You've heard it already -- the government spends too much; we run up huge deficits; and finance it on the backs of future generations. We owe China the mother-load. We're in deep and we don't seem to be able to stimulate our way out of it. Yada. Yada. Yada.
Despite these scary facts, most of us don't believe that the U.S. could "really" wind up on the skids, like Greece or Ireland. That would be like...really, really bad. Catastrophic. As opposed to just, say, lousy.
But ladies and gentlemen, the truth is that the cliff could be right in front of us.
Every month most of us gasp at the interest charge on our credit cards (still in the double digits --thieves!). Ever wonder how much the U.S. government pays for its debt?
In 1995, when we first began writing The Annual Report of the USA, the interest on the debt comprised nearly 15% of the federal budget. Today it comprises a measly 5%. That's still a big number nominally -- more than the federal government spends on education -- but relative to the past, it's pretty darn small. Why?
Back in 1995, the prime rate was over 9%. Today, it's 3.25% -- a 30-year low. The blended rate the federal government pays for its debt is just over 2%. That's a lot better rate than you get on your credit card, right?

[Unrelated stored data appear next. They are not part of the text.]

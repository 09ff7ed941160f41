//! Pipeline DAG definitions.
//!
//! A pipeline is a list of tasks. Each task runs one component and binds the
//! component's inputs to pipeline parameters, constants, or outputs of
//! upstream tasks. The task graph is implied by the `task_output` bindings.

use serde::{Deserialize, Serialize};
use serde_json::Value;
use std::collections::BTreeMap;
use std::fmt;

/// A complete pipeline definition, as compiled for an orchestrator.
#[derive(Debug, Clone, PartialEq, Serialize, Deserialize)]
pub struct PipelineSpec {
    pub name: String,
    #[serde(default)]
    pub description: String,
    /// Root under which runs write their artifacts.
    pub pipeline_root: String,
    #[serde(default, skip_serializing_if = "Option::is_none")]
    pub container_image: Option<String>,
    #[serde(default, skip_serializing_if = "Option::is_none")]
    pub service_account: Option<String>,
    #[serde(default)]
    pub parameters: BTreeMap<String, Value>,
    pub tasks: Vec<TaskSpec>,
}

impl PipelineSpec {
    pub fn task(&self, id: &str) -> Option<&TaskSpec> {
        self.tasks.iter().find(|t| t.id == id)
    }
}

/// One step of a pipeline.
#[derive(Debug, Clone, PartialEq, Serialize, Deserialize)]
pub struct TaskSpec {
    pub id: String,
    pub component: String,
    #[serde(default)]
    pub inputs: BTreeMap<String, InputBinding>,
}

impl TaskSpec {
    pub fn new(id: impl Into<String>, component: ComponentKind) -> Self {
        Self {
            id: id.into(),
            component: component.name().to_string(),
            inputs: BTreeMap::new(),
        }
    }

    pub fn with_input(mut self, name: impl Into<String>, binding: InputBinding) -> Self {
        self.inputs.insert(name.into(), binding);
        self
    }

    /// Ids of the tasks this one consumes outputs from.
    pub fn upstream(&self) -> impl Iterator<Item = &str> + '_ {
        self.inputs.values().filter_map(|b| match b {
            InputBinding::TaskOutput { task, .. } => Some(task.as_str()),
            _ => None,
        })
    }
}

/// Where a task input's value comes from.
#[derive(Debug, Clone, PartialEq, Serialize, Deserialize)]
#[serde(tag = "kind", rename_all = "snake_case")]
pub enum InputBinding {
    Parameter { name: String },
    Constant { value: Value },
    TaskOutput { task: String, output: String },
}

impl InputBinding {
    pub fn parameter(name: impl Into<String>) -> Self {
        Self::Parameter { name: name.into() }
    }

    pub fn constant(value: Value) -> Self {
        Self::Constant { value }
    }

    pub fn output(task: impl Into<String>, output: impl Into<String>) -> Self {
        Self::TaskOutput {
            task: task.into(),
            output: output.into(),
        }
    }
}

/// A declared component input.
#[derive(Debug, Clone, Copy, PartialEq, Eq)]
pub struct InputSpec {
    pub name: &'static str,
    pub required: bool,
}

const fn required(name: &'static str) -> InputSpec {
    InputSpec {
        name,
        required: true,
    }
}

const fn optional(name: &'static str) -> InputSpec {
    InputSpec {
        name,
        required: false,
    }
}

const LOAD_INPUTS: &[InputSpec] = &[required("gcs_url")];

const PREPROCESS_INPUTS: &[InputSpec] = &[
    required("input_dataset"),
    required("train_ratio"),
    optional("seed"),
];

const TRAIN_INPUTS: &[InputSpec] = &[
    required("train_dataset"),
    optional("n_iter"),
    optional("cv"),
    optional("seed"),
];

const EVALUATE_INPUTS: &[InputSpec] = &[
    required("test_dataset"),
    optional("random_forest_model"),
    optional("decision_tree_model"),
    optional("tie_break"),
];

const DEPLOY_INPUTS: &[InputSpec] = &[
    required("optimal_model"),
    optional("random_forest_model"),
    optional("decision_tree_model"),
    required("serving_image"),
    required("project"),
    required("region"),
    optional("display_name"),
    optional("machine_type"),
];

const BATCH_PREDICT_INPUTS: &[InputSpec] = &[
    required("model_gcs_path"),
    required("input_data_gcs_path"),
    required("table_ref"),
    required("project"),
    optional("target_column"),
    optional("sample_size"),
    optional("seed"),
];

/// Model inputs of the evaluator and deployer, in comparison order.
pub const CANDIDATE_INPUTS: [&str; 2] = ["random_forest_model", "decision_tree_model"];

/// The components a task can run.
#[derive(Debug, Clone, Copy, PartialEq, Eq, Hash)]
pub enum ComponentKind {
    LoadData,
    PreprocessData,
    TrainDecisionTree,
    TrainRandomForest,
    EvaluateModel,
    DeployModel,
    BatchPredict,
}

impl ComponentKind {
    pub const ALL: [ComponentKind; 7] = [
        ComponentKind::LoadData,
        ComponentKind::PreprocessData,
        ComponentKind::TrainDecisionTree,
        ComponentKind::TrainRandomForest,
        ComponentKind::EvaluateModel,
        ComponentKind::DeployModel,
        ComponentKind::BatchPredict,
    ];

    pub fn name(self) -> &'static str {
        match self {
            ComponentKind::LoadData => "load_data",
            ComponentKind::PreprocessData => "preprocess_data",
            ComponentKind::TrainDecisionTree => "train_decision_tree",
            ComponentKind::TrainRandomForest => "train_random_forest",
            ComponentKind::EvaluateModel => "evaluate_model",
            ComponentKind::DeployModel => "deploy_model",
            ComponentKind::BatchPredict => "batch_predict",
        }
    }

    pub fn from_name(name: &str) -> Option<Self> {
        Self::ALL.into_iter().find(|c| c.name() == name)
    }

    pub fn inputs(self) -> &'static [InputSpec] {
        match self {
            ComponentKind::LoadData => LOAD_INPUTS,
            ComponentKind::PreprocessData => PREPROCESS_INPUTS,
            ComponentKind::TrainDecisionTree | ComponentKind::TrainRandomForest => TRAIN_INPUTS,
            ComponentKind::EvaluateModel => EVALUATE_INPUTS,
            ComponentKind::DeployModel => DEPLOY_INPUTS,
            ComponentKind::BatchPredict => BATCH_PREDICT_INPUTS,
        }
    }

    pub fn outputs(self) -> &'static [&'static str] {
        match self {
            ComponentKind::LoadData => &["dataset"],
            ComponentKind::PreprocessData => &["train_dataset", "test_dataset"],
            ComponentKind::TrainDecisionTree | ComponentKind::TrainRandomForest => &["model"],
            ComponentKind::EvaluateModel => &["optimal_model", "results"],
            ComponentKind::DeployModel => &["endpoint"],
            ComponentKind::BatchPredict => &["message"],
        }
    }

    pub fn input(self, name: &str) -> Option<InputSpec> {
        self.inputs().iter().copied().find(|i| i.name == name)
    }
}

impl fmt::Display for ComponentKind {
    fn fmt(&self, f: &mut fmt::Formatter<'_>) -> fmt::Result {
        f.write_str(self.name())
    }
}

That low cost of debt means that we've been able to borrow a cool $3 trillion over the last two years with a net benefit to our federal budget. Wait, what? That's right, our net interest costs dropped from $253 billion in 2008 to $197 billion in 2010 -- even though we borrowed a whole lot more.
So you really can date Jennifer Aniston and Angelina Jolie at the same time? Not so fast. Interest rates don't decrease forever. Our current interest rates are almost 2% below our 40-year historical average. And if that rate increases --just to historical averages -- we are in deep trouble.
In the Congressional Budget Office's most recent projections, "the cumulative deficit from 2011 through 2020 will exceeds $6.2 trillion. Borrowing to finance that deficit -- in combination with an expected rise in interest rates -- would lead to a fourfold increase in net interest payments over the next 10 years, from $197 billion in 2010 to $778 billion in 2020. As a percentage of GDP, net interest outlays would more than double during that period, rising from 1.4 percent to 3.4 percent."
$778 billion, huh? That's more than our entire military budget today. And that's just with a moderate increase in interest rates.
What if the interest rate went even higher? What if inflation got away from us? What if China didn't want to buy our debt anymore? What if there were a global capital squeeze, as many economists are predicting. In short, what if the global markets forced up interest rates - Fed be damned. Then what?
In one scenario, all our federal revenue would be required just to fund the interest on the debt alone-- with nothing left to spend on the military, or build roads, or send out Social Security checks. Say dramatically: Catastrophic.
Could we look to increasing tax revenue to fill the gap? Not likely. Tax revenues have been stagnant over the last half-decade and those who could pay the most -- the top 10% -- could likely seek tax havens abroad.
The Congressional Budget office warns that a rise in interest rates -- not government spending or tax cuts -- will drive the deficits of the future. And that's dangerous because we will have unleashed a monster we can neither control nor predict: Bernanke is not Oz and the Fed does not rule the interest rates of the world.
So what then? Here's the scenario: Higher interest rates caused by an exogenous factor (like global capital demand) means that the U.S. would have to pay more for its debt, which means we'd have to raise more debt by increasing the interest rates to entice new investment. Or we could do some more Quantitative Easing -- printing new money -- and inflate our way out of the problem. You see where this goes.
Either way, the existence of our debt pushes domestic interest rates even higher. That means citizens have harder times finding mortgages; credit cards are more expensive; and there is less capital to start new ventures and fund businesses. All of this is bad for the economy, bad for employment and likely results in a weaker dollar and lower asset values -- to say nothing of the risk of actually defaulting on our debt.
This scenario seems unavoidable unless we rapidly begin to cut government spending and increase tax revenue. Could we actually do it? We may not have a choice.
As we begin this New Year, we citizens need to demand -- like there's no tomorrow -- immediate action from the incoming Congress. And as investors, we must begin storing up our nuts. It could be a very long winter.